• _About this task_
Report every line of the data where the string "host" appears.
____________________
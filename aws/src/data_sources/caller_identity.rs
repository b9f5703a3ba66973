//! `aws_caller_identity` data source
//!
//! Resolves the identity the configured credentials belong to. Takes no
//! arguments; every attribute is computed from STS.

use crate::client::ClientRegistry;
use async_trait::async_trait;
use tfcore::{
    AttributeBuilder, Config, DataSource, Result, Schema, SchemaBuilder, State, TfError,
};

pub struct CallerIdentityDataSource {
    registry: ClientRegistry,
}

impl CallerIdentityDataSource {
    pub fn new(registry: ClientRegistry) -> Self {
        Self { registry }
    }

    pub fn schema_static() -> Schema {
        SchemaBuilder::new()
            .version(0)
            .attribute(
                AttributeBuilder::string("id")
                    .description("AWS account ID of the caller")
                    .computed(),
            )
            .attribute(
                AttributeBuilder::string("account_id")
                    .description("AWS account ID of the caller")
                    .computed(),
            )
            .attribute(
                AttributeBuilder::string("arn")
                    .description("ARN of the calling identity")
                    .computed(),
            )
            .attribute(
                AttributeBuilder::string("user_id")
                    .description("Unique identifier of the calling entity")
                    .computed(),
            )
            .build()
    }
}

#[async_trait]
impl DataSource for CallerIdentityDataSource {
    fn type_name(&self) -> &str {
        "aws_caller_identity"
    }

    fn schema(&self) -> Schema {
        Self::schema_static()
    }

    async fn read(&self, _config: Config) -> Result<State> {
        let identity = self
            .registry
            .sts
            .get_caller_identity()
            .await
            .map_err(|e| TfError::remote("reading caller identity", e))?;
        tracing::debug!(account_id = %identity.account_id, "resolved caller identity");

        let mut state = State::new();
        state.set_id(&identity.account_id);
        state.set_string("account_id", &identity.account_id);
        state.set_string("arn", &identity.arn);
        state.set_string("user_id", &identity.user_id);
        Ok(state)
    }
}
____________________
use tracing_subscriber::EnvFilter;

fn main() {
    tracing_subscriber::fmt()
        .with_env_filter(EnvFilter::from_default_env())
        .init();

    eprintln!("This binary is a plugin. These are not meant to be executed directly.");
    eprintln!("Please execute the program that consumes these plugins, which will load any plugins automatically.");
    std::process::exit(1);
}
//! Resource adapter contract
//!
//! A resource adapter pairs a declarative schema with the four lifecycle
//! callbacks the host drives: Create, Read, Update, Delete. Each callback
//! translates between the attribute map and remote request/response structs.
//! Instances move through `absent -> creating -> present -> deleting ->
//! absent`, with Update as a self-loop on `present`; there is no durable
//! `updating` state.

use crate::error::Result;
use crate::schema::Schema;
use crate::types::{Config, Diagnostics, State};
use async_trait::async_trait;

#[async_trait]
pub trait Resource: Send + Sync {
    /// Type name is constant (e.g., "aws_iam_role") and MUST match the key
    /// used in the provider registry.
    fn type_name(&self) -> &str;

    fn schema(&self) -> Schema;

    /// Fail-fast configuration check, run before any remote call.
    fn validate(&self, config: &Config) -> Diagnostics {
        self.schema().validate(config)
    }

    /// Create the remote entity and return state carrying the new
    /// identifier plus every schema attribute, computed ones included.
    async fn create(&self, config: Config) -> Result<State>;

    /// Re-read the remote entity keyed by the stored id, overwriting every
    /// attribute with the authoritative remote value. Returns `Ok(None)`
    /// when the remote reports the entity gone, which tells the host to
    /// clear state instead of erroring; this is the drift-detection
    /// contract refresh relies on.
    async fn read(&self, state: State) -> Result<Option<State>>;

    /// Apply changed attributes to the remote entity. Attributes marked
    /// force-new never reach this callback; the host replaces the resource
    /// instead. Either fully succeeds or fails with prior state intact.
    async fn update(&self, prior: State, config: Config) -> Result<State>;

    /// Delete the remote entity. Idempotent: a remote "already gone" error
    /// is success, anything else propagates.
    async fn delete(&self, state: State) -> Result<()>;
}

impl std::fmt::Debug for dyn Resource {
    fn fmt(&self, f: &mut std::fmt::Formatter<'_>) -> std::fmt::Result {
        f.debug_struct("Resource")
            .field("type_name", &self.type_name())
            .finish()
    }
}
____________________
• _Reply to the exercise_
//! callbacks the host drives: Create, Read, Update, Delete. Each callback
    /// when the remote reports the entity gone, which tells the host to
    /// force-new never reach this callback; the host replaces the resource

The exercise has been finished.